WHAT TO DO:
Lines to return, exactly: from the line with "let mut record = Record::new();" to the line with "named buckets of" in the entries below, both included.

DATA EXTRACTS:
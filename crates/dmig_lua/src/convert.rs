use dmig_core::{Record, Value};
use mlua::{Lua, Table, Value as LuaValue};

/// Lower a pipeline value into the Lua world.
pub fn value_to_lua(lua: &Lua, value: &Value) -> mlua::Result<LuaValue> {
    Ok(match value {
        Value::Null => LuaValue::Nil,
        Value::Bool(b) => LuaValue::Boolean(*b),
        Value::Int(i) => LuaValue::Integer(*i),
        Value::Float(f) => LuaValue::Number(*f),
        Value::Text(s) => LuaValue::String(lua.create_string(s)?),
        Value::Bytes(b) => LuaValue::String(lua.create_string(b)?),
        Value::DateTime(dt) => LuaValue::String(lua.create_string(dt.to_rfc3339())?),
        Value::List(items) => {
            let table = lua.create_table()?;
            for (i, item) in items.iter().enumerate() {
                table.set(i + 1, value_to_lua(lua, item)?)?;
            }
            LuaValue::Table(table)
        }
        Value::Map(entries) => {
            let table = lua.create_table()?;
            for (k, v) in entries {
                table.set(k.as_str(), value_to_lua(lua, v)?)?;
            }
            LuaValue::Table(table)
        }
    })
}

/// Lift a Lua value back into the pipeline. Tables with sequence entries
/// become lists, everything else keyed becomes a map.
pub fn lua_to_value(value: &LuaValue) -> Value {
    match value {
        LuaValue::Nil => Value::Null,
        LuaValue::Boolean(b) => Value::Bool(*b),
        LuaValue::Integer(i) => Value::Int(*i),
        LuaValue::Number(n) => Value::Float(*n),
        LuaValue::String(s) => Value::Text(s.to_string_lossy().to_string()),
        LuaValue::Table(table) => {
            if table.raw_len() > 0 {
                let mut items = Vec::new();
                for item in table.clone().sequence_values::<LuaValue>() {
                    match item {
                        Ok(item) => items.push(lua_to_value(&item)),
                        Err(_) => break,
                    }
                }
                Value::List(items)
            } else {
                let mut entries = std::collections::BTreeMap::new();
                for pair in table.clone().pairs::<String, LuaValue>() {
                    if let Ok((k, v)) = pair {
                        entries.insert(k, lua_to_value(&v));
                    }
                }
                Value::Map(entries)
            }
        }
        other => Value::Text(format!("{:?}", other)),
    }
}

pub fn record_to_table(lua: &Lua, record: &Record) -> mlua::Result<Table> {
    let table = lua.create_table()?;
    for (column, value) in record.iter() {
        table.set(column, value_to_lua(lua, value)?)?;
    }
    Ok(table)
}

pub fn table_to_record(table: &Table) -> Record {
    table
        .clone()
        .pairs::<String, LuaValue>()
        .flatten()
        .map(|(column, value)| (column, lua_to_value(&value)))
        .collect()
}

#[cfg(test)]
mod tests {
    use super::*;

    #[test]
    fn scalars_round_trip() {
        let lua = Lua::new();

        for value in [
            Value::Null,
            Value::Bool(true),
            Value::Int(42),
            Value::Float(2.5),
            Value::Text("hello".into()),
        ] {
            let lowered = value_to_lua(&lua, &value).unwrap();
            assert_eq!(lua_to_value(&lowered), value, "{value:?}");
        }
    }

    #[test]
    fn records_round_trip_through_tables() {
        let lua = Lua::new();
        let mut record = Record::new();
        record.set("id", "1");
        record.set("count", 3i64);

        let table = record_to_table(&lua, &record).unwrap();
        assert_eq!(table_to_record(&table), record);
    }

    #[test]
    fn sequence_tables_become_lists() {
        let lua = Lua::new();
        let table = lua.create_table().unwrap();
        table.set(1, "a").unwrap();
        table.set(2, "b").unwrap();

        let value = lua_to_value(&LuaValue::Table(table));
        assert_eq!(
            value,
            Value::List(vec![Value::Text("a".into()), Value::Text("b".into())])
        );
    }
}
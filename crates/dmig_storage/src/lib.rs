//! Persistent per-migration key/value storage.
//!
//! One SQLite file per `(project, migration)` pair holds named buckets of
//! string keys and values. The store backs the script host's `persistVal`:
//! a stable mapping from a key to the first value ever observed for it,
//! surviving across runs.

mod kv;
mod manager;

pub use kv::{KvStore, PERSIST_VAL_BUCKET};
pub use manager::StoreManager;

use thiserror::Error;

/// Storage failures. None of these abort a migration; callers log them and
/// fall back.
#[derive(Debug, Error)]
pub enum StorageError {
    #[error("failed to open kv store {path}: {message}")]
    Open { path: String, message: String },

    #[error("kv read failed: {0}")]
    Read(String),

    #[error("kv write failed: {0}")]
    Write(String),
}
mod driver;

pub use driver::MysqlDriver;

FINAL ANSWER:
        let mut record = Record::new();
        record.set("id", "1");
        record.set("count", 3i64);

        let table = record_to_table(&lua, &record).unwrap();
        assert_eq!(table_to_record(&table), record);
    }

    #[test]
    fn sequence_tables_become_lists() {
        let lua = Lua::new();
        let table = lua.create_table().unwrap();
        table.set(1, "a").unwrap();
        table.set(2, "b").unwrap();

        let value = lua_to_value(&LuaValue::Table(table));
        assert_eq!(
            value,
            Value::List(vec![Value::Text("a".into()), Value::Text("b".into())])
        );
    }
}
filename crates/dmig_storage/src/lib.rs
//! Persistent per-migration key/value storage.
//!
//! One SQLite file per `(project, migration)` pair holds named buckets of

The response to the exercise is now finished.